With the symptoms of climate change becoming increasingly apparent, the demand for the delivery of a variety of renewable energy solutions has accelerated in recent years. The development of each emerging green technology — as well as already-established ones — faces its own hurdles for expansion and carries unique implications on the insurance market. 

The Paris Agreement

In December of 2015 in Paris, France, a historic legally-binding treaty, The Paris Agreement, was struck by 196 different parties at the UN Climate Change Conference (COP21): to pursue a common goal of holding the increase in global average temperatures to well below 2 degrees C above pre-industrial levels — a temperature threshold that risks unleashing far more severe climate change impacts — and to actively pursue efforts to limit the temperature increase to 1.5 degrees C above pre-industrial levels.
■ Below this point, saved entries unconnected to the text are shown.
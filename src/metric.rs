use crate::{
    kernel::{check_dim, Result, SamplerError},
    math::{multiply, weighted_dot},
    random::RandomSource,
};

/// A diagonal mass matrix `M`.
///
/// Momentum is distributed as `N(0, M)`, so the kinetic energy is
/// `0.5 * p^T M^{-1} p` and the velocity is `M^{-1} p`.
#[derive(Debug, Clone, PartialEq)]
pub struct DiagMetric {
    mass: Box<[f64]>,
    inv_mass: Box<[f64]>,
    stds: Box<[f64]>,
}

impl DiagMetric {
    pub fn new(mass: &[f64]) -> Result<Self> {
        if let Some((index, &value)) = mass
            .iter()
            .enumerate()
            .find(|&(_, &m)| !(m.is_finite() && m > 0.))
        {
            return Err(SamplerError::InvalidMetric { index, value });
        }
        Ok(DiagMetric {
            mass: mass.into(),
            inv_mass: mass.iter().map(|m| m.recip()).collect(),
            stds: mass.iter().map(|m| m.sqrt()).collect(),
        })
    }

    pub fn unit(dim: usize) -> Self {
        DiagMetric {
            mass: vec![1f64; dim].into(),
            inv_mass: vec![1f64; dim].into(),
            stds: vec![1f64; dim].into(),
        }
    }

    pub fn dim(&self) -> usize {
        self.mass.len()
    }

    pub fn mass(&self) -> &[f64] {
        &self.mass
    }

    pub fn inv_mass(&self) -> &[f64] {
        &self.inv_mass
    }

    pub(crate) fn check_dim(&self, dim: usize) -> Result<()> {
        check_dim(dim, self.dim())
    }

    /// Draw `momentum ~ N(0, M)`, consuming one standard normal per entry.
    pub fn randomize_momentum<R: RandomSource + ?Sized>(
        &self,
        rng: &mut R,
        momentum: &mut [f64],
    ) {
        assert!(momentum.len() == self.dim());
        rng.fill_normal(momentum);
        momentum
            .iter_mut()
            .zip(self.stds.iter())
            .for_each(|(p, s)| *p *= s);
    }

    pub fn update_velocity(&self, momentum: &[f64], velocity: &mut [f64]) {
        multiply(&self.inv_mass, momentum, velocity);
    }

    pub fn kinetic_energy(&self, momentum: &[f64]) -> f64 {
        0.5 * weighted_dot(momentum, &self.inv_mass, momentum)
    }

    /// `log p(theta) - 0.5 * p^T M^{-1} p`
    pub fn joint_log_density(&self, log_density: f64, momentum: &[f64]) -> f64 {
        log_density - self.kinetic_energy(momentum)
    }
}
Reaching the agreement’s goal would be a monumental feat. To succeed at limiting global warming to the necessary temperature, greenhouse gas emissions must peak before next year, at the latest — and decline by 43% by 2030.

What if we, collectively, fail? That possibility is a grim one. Once global temperatures rise to that threshold and beyond, a range of cascading effects would reach every corner of the globe. Significantly more regions will suffer hot days and heat waves, with about 14% of people worldwide being exposed to periods of severe heat at least once every five years. Droughts and floods would increase in frequency and severity, making farming more difficult, lowering crop yields and causing food shortages. 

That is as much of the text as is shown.